Но по выражениям их лиц Анжелика поняла, что они остолбенели от ужаса, словно перед ними предстало привидение.
— Мы, наверное, поступили очень дурно? — отважилась подать голос мадам Жонас.
— Весьма.
Анжелика присела на табурет.
— Мадам Жонас, ведь вы — воплощение доброты! Ничего не понимаю!
— Это оказалось превыше моих сил.
— Я тоже не посмела бы к ней приблизиться, — прошептала Эльвира.
— Но она — ваша сестра во Христе!
— Да, но она побывала в руках язычника, — пролепетала мадам Жонас.
— Пока еще нет, — чуть слышно отозвалась Анжелика. Ее ответ не был расслышан, поэтому она не пустилась в объяснения. После жгучего разочарования, постигшего бедную Женни в Голдсборо, ей действительно не следовало видеться с этими женщинами.
Мадам Жонас всхлипывала, утирая глаза платочком.
— Я знаю этих Маниго. Сара никогда не простит ее, а отец — тот ее попросту прибьет.
— Да, она понимает это и никогда не вернется к отцу.
Мадам Жонас по-прежнему проливала слезы.
— Так ей будет лучше, — молвила она наконец, высмаркиваясь в мокрый насквозь платок.
— Да, вы правы.
Анжелика задумалась о Женни Маниго, юной протестантке из Ла-Рошели, и о метаморфозах, происшедших с ней из-за обрушившейся на нее страшной трагедии, которая подстерегает всех женщин на свете, — похищения.
Окруженная с рождения трогательной заботой, она не оказалась бы в опасности, если бы не религиозные притеснения. Они полностью изменили ее жизнь. Бегство с семьей в Америку; рождение сынишки… А потом — похищение бандой индейцев-абенаков, принявших ее за англичанку. С тем же успехом она могла бы оказаться в лапах ирокезов, если бы те признали в ней француженку.
Она не могла не стать жертвой похищения — ведь она была женщиной, понравившейся вождю дикарей!
Грубо оторванная от привычного существования, в котором она не усматривала ни малейших изъянов, растерявшаяся в незнакомой обстановке, она тем не менее не подвергалась дурному обращению. Мало-помалу там, в лесной чащобе, среди дикарей, беззаботных, насмехающихся надо всем на свете и живущих только сегодняшним днем, она познала любовную страсть, желание, телесные утехи, которые захватили ее целиком и заставили забыть о прежней жизни.

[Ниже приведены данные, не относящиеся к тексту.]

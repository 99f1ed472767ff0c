//! Periodic refresh of the dashboard view.

use std::{sync::Arc, time::Duration};

use tokio::time::{Instant, interval_at};
use tracing::{debug, info};

use super::dashboard::DashboardService;

/// Background service re-running the dashboard fetch cycle on a fixed
/// interval. Farm-context changes rebaseline the timer; the context switch
/// itself already triggered an immediate fetch.
pub struct DashboardRefreshService {
    dashboard: Arc<DashboardService>,
    poll_interval: Duration,
}

impl DashboardRefreshService {
    /// Spawn the refresh loop; abort the returned handle to stop it.
    pub fn spawn(
        dashboard: Arc<DashboardService>,
        poll_interval: Duration,
    ) -> tokio::task::JoinHandle<()> {
        let service = Self {
            dashboard,
            poll_interval,
        };
        tokio::spawn(async move {
            service.run().await;
        })
    }

    async fn run(&self) {
        info!(
            interval = ?self.poll_interval,
            "starting dashboard refresh service"
        );

        let mut timer = interval_at(Instant::now() + self.poll_interval, self.poll_interval);

        loop {
            tokio::select! {
                _ = timer.tick() => {
                    debug!("dashboard refresh interval elapsed");
                    self.dashboard.fetch_all().await;
                }
                _ = self.dashboard.context_changed().notified() => {
                    debug!("farm context changed, rebaselining refresh timer");
                    timer = interval_at(Instant::now() + self.poll_interval, self.poll_interval);
                }
            }
        }
    }
}
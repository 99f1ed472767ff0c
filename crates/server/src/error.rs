//! API error type shared by all routes.

use axum::{
    http::StatusCode,
    response::{IntoResponse, Json, Response},
};
use services::services::feed_client::FeedError;
use thiserror::Error;
use utils::response::ApiResponse;

#[derive(Debug, Error)]
pub enum ApiError {
    #[error("feed error: {0}")]
    Feed(#[from] FeedError),
    #[error("bad request: {0}")]
    BadRequest(String),
}

impl ApiError {
    fn status(&self) -> StatusCode {
        match self {
            Self::Feed(_) => StatusCode::BAD_GATEWAY,
            Self::BadRequest(_) => StatusCode::BAD_REQUEST,
        }
    }
}

impl IntoResponse for ApiError {
    fn into_response(self) -> Response {
        let status = self.status();
        let body = Json(ApiResponse::<String>::error(self.to_string()));
        (status, body).into_response()
    }
}
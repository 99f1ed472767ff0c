pub mod dashboard;
pub mod health;

use axum::Router;

use crate::AppState;

/// All routes, nested under `/api`.
pub fn api_router() -> Router<AppState> {
    Router::new().nest(
        "/api",
        Router::new()
            .merge(dashboard::router())
            .merge(health::router()),
    )
}
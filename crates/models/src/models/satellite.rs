use chrono::{DateTime, Utc};
use serde::{Deserialize, Serialize};
use ts_rs::TS;

/// Processing state of the satellite imagery queue (global, not
/// farm-scoped). Success payload of `GET /api/satellite/queue?action=status`.
#[derive(Debug, Clone, Default, PartialEq, Serialize, Deserialize, TS)]
pub struct QueueStatus {
    #[serde(default)]
    pub pending: i64,
    #[serde(default)]
    pub processing: i64,
    #[serde(default)]
    pub completed: i64,
    #[serde(default)]
    pub failed: i64,
    pub last_processed_at: Option<DateTime<Utc>>,
}
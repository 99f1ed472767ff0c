use chrono::{DateTime, NaiveDate, Utc};
use serde::{Deserialize, Serialize};
use strum_macros::{Display, EnumString};
use ts_rs::TS;

/// Severity shared by weather and harvest alerts
#[derive(Debug, Clone, Serialize, Deserialize, PartialEq, TS, EnumString, Display)]
#[serde(rename_all = "lowercase")]
#[strum(serialize_all = "lowercase")]
pub enum AlertSeverity {
    Info,
    Advisory,
    Warning,
    Severe,
}

/// Observed conditions at the farm's location
#[derive(Debug, Clone, PartialEq, Serialize, Deserialize, TS)]
pub struct WeatherConditions {
    pub temperature_c: f64,
    pub humidity_percent: f64,
    pub wind_speed_kph: f64,
    pub precipitation_mm: f64,
    pub conditions: String,
    pub observed_at: DateTime<Utc>,
}

/// An active weather alert for the farm's coordinates
#[derive(Debug, Clone, PartialEq, Serialize, Deserialize, TS)]
pub struct WeatherAlert {
    pub id: String,
    pub severity: AlertSeverity,
    pub headline: String,
    pub message: Option<String>,
    pub starts_at: Option<DateTime<Utc>>,
    pub ends_at: Option<DateTime<Utc>>,
}

/// One day of forecast
#[derive(Debug, Clone, PartialEq, Serialize, Deserialize, TS)]
pub struct WeatherForecast {
    pub date: NaiveDate,
    pub high_c: f64,
    pub low_c: f64,
    pub precipitation_probability: f64,
    pub conditions: String,
}

/// The weather slice of the dashboard view
#[derive(Debug, Clone, Default, PartialEq, Serialize, Deserialize, TS)]
pub struct WeatherData {
    pub current: Option<WeatherConditions>,
    #[serde(default)]
    pub alerts: Vec<WeatherAlert>,
    #[serde(default)]
    pub forecast: Vec<WeatherForecast>,
}

/// Success payload of `GET /api/weather/current`: the current conditions,
/// optionally carrying a short embedded forecast.
#[derive(Debug, Clone, PartialEq, Serialize, Deserialize)]
pub struct CurrentWeatherResponse {
    #[serde(flatten)]
    pub conditions: WeatherConditions,
    #[serde(default)]
    pub forecast: Vec<WeatherForecast>,
}

/// Success payload of `GET /api/weather/alerts`
#[derive(Debug, Clone, Default, PartialEq, Serialize, Deserialize)]
pub struct WeatherAlertsResponse {
    #[serde(default)]
    pub alerts: Vec<WeatherAlert>,
}
//! Dashboard data aggregation service.
//!
//! Fans out one request per feed, waits for all of them to settle, and
//! applies the results to a single shared view in one atomic write. A feed
//! returning a non-success status degrades to its default; only a
//! transport-level failure fails the cycle, and a failed cycle keeps
//! whatever data earlier cycles delivered.

use std::sync::atomic::{AtomicU64, Ordering};

use chrono::Utc;
use models::models::{
    crop::CropData,
    crop_health::HarvestAlert,
    dashboard::{DashboardPatch, DashboardView},
    farm::{FarmContext, FarmCoordinates},
    financial::BudgetData,
    recommendation::RecommendationData,
    regional::RegionalData,
    satellite::QueueStatus,
    task::TaskData,
    weather::{WeatherAlertsResponse, WeatherData},
};
use tokio::sync::{Notify, RwLock};
use tracing::{debug, info, warn};

use super::feed_client::{FarmApiClient, FeedError};

/// Payload of one completed fetch cycle, applied to the view as a unit.
struct CycleResult {
    weather: WeatherData,
    tasks: Vec<TaskData>,
    recommendations: Vec<RecommendationData>,
    harvest_alerts: Vec<HarvestAlert>,
    queue_status: Option<QueueStatus>,
    budget_data: Option<BudgetData>,
    regional_data: Option<RegionalData>,
}

/// Aggregates the dashboard feeds into one shared view.
///
/// The view is owned exclusively by this service; consumers read
/// projections and mutate only through its methods.
pub struct DashboardService {
    client: FarmApiClient,
    view: RwLock<DashboardView>,
    context: RwLock<FarmContext>,
    /// Cycle generation; a cycle applies its results only if no newer
    /// cycle has been issued meanwhile, so the most recently issued cycle
    /// always wins.
    generation: AtomicU64,
    /// Signalled on farm-context changes so the refresh loop rebaselines
    /// its timer.
    context_changed: Notify,
    max_recommendations: u32,
}

impl DashboardService {
    pub fn new(client: FarmApiClient, max_recommendations: u32) -> Self {
        Self {
            client,
            view: RwLock::new(DashboardView::initial(Vec::new())),
            context: RwLock::new(FarmContext::default()),
            generation: AtomicU64::new(0),
            context_changed: Notify::new(),
            max_recommendations,
        }
    }

    /// Reset the view for a (re)mounted farm context and run the first
    /// fetch cycle.
    pub async fn initialize(
        &self,
        farm_id: impl Into<String>,
        coordinates: Option<FarmCoordinates>,
        seed_crops: Vec<CropData>,
    ) {
        let context = FarmContext::new(farm_id, coordinates);
        info!(farm_id = %context.farm_id, "initializing dashboard");
        {
            let mut ctx = self.context.write().await;
            *ctx = context;
        }
        {
            let mut view = self.view.write().await;
            *view = DashboardView::initial(seed_crops);
        }
        // Supersede any cycle still in flight for the previous context.
        self.generation.fetch_add(1, Ordering::SeqCst);
        self.context_changed.notify_waiters();
        self.fetch_all().await;
    }

    /// Switch to a different farm or updated coordinates. Existing data
    /// stays on screen until the new cycle applies; the superseded cycle's
    /// results are discarded.
    pub async fn set_farm_context(
        &self,
        farm_id: impl Into<String>,
        coordinates: Option<FarmCoordinates>,
    ) {
        let context = FarmContext::new(farm_id, coordinates);
        info!(farm_id = %context.farm_id, "switching farm context");
        {
            let mut ctx = self.context.write().await;
            *ctx = context;
        }
        self.context_changed.notify_waiters();
        self.fetch_all().await;
    }

    /// Manual refresh requested by a consumer.
    pub async fn refetch(&self) {
        self.fetch_all().await;
    }

    /// Run one fetch cycle. No-op when no farm is selected.
    pub async fn fetch_all(&self) {
        let context = self.context.read().await.clone();
        if !context.has_farm() {
            debug!("dashboard fetch skipped: no farm selected");
            return;
        }

        let generation = self.generation.fetch_add(1, Ordering::SeqCst) + 1;
        {
            let mut view = self.view.write().await;
            view.loading = true;
            view.error = None;
        }

        match self.run_cycle(&context).await {
            Ok(result) => self.apply_cycle(generation, result).await,
            Err(error) => self.apply_cycle_error(generation, error).await,
        }
    }

    /// Issue every feed request concurrently and wait for all of them.
    /// Soft failures have already been folded into defaults by the client;
    /// the first hard failure rejects the whole cycle.
    async fn run_cycle(&self, context: &FarmContext) -> Result<CycleResult, FeedError> {
        let farm_id = context.farm_id.as_str();
        let coordinates = context.coordinates;

        // Coordinate-gated feeds resolve to their defaults without a
        // network call when the farm has no coordinates.
        let current_weather = async {
            match coordinates {
                Some(_) => self.client.current_weather().await,
                None => Ok(None),
            }
        };
        let weather_alerts = async {
            match coordinates {
                Some(coords) => self.client.weather_alerts(coords).await,
                None => Ok(WeatherAlertsResponse::default()),
            }
        };
        let regional_comparison = async {
            match coordinates {
                Some(coords) => self.client.regional_comparison(coords).await,
                None => Ok(None),
            }
        };

        let (current, alerts, tasks, recommendations, analysis, queue_status, budget, regional) =
            tokio::try_join!(
                current_weather,
                weather_alerts,
                self.client.tasks(farm_id),
                self.client
                    .recommendations(farm_id, self.max_recommendations),
                self.client.disease_pest_analysis(farm_id),
                self.client.queue_status(),
                self.client.budget(farm_id),
                regional_comparison,
            )?;

        let (conditions, forecast) = match current {
            Some(payload) => (Some(payload.conditions), payload.forecast),
            None => (None, Vec::new()),
        };

        Ok(CycleResult {
            weather: WeatherData {
                current: conditions,
                alerts: alerts.alerts,
                forecast,
            },
            tasks: tasks.tasks,
            recommendations: recommendations.recommendations,
            harvest_alerts: analysis.harvest_alerts,
            queue_status,
            budget_data: budget,
            regional_data: regional,
        })
    }

    /// Apply a successful cycle in one atomic write. Crops are seeded by
    /// the caller and never touched here.
    async fn apply_cycle(&self, generation: u64, result: CycleResult) {
        let mut view = self.view.write().await;
        if self.generation.load(Ordering::SeqCst) != generation {
            debug!(generation, "discarding results from superseded fetch cycle");
            return;
        }

        view.weather = Some(result.weather);
        view.tasks = result.tasks;
        view.recommendations = result.recommendations;
        view.harvest_alerts = result.harvest_alerts;
        view.queue_status = result.queue_status;
        view.budget_data = result.budget_data;
        view.regional_data = result.regional_data;
        view.loading = false;
        view.error = None;
        view.last_updated = Some(Utc::now());

        debug!(
            tasks = view.tasks.len(),
            recommendations = view.recommendations.len(),
            harvest_alerts = view.harvest_alerts.len(),
            "dashboard fetch cycle applied"
        );
    }

    /// A hard failure surfaces as the view's `error`; previously fetched
    /// data stays in place.
    async fn apply_cycle_error(&self, generation: u64, error: FeedError) {
        let mut view = self.view.write().await;
        if self.generation.load(Ordering::SeqCst) != generation {
            debug!(generation, "discarding error from superseded fetch cycle");
            return;
        }

        warn!(error = %error, "dashboard fetch cycle failed, keeping previous data");
        view.loading = false;
        view.error = Some(error.to_string());
    }

    /// Overwrite a single view field on behalf of a consumer that already
    /// refreshed the underlying resource itself.
    pub async fn apply_patch(&self, patch: DashboardPatch) {
        debug!(field = patch.field_name(), "applying dashboard patch");
        let mut view = self.view.write().await;
        match patch {
            DashboardPatch::Weather(weather) => view.weather = weather,
            DashboardPatch::Crops(crops) => view.crops = crops,
            DashboardPatch::Tasks(tasks) => view.tasks = tasks,
            DashboardPatch::Recommendations(recommendations) => {
                view.recommendations = recommendations
            }
            DashboardPatch::HarvestAlerts(harvest_alerts) => view.harvest_alerts = harvest_alerts,
            DashboardPatch::QueueStatus(queue_status) => view.queue_status = queue_status,
            DashboardPatch::BudgetData(budget_data) => view.budget_data = budget_data,
            DashboardPatch::RegionalData(regional_data) => view.regional_data = regional_data,
        }
        view.last_updated = Some(Utc::now());
    }

    /// Snapshot of the whole view.
    pub async fn view(&self) -> DashboardView {
        self.view.read().await.clone()
    }

    pub async fn farm_context(&self) -> FarmContext {
        self.context.read().await.clone()
    }

    pub async fn weather(&self) -> Option<WeatherData> {
        self.view.read().await.weather.clone()
    }

    pub async fn crops(&self) -> Vec<CropData> {
        self.view.read().await.crops.clone()
    }

    pub async fn tasks(&self) -> Vec<TaskData> {
        self.view.read().await.tasks.clone()
    }

    pub async fn recommendations(&self) -> Vec<RecommendationData> {
        self.view.read().await.recommendations.clone()
    }

    pub async fn harvest_alerts(&self) -> Vec<HarvestAlert> {
        self.view.read().await.harvest_alerts.clone()
    }

    pub async fn queue_status(&self) -> Option<QueueStatus> {
        self.view.read().await.queue_status.clone()
    }

    pub async fn budget_data(&self) -> Option<BudgetData> {
        self.view.read().await.budget_data.clone()
    }

    pub async fn regional_data(&self) -> Option<RegionalData> {
        self.view.read().await.regional_data.clone()
    }

    /// Notifier the refresh loop listens on for timer rebaselining.
    pub fn context_changed(&self) -> &Notify {
        &self.context_changed
    }
}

Судя по ее откровениям, дикарь оказался не более жестоким и не менее нежным, чем ее цивилизованный белый муж, зато куда менее требовательным…
Индейцы, расходующие почти все силы на изнурительные охотничьи походы и войну, тоже отдавали должное любви, однако предавались ей весьма умеренно.
У них бытовали запреты и всевозможные свято чтимые традиции, что делало их любовные притязания не слишком частыми. Безудержная похоть, владеющая белыми в любое время дня и ночи, вызывала у них удивление и презрение.
Кроватка с тюфяком была поставлена на ночь в большой комнате, где спали близнецы, за которыми по очереди приглядывали дочери старой кормилицы-ирландки. Неподалеку помещалась и спальня Онорины.
Шарль-Анри, окруженный столь многочисленным семейством, мог спать спокойно — присутствие любящих душ было ему обеспечено.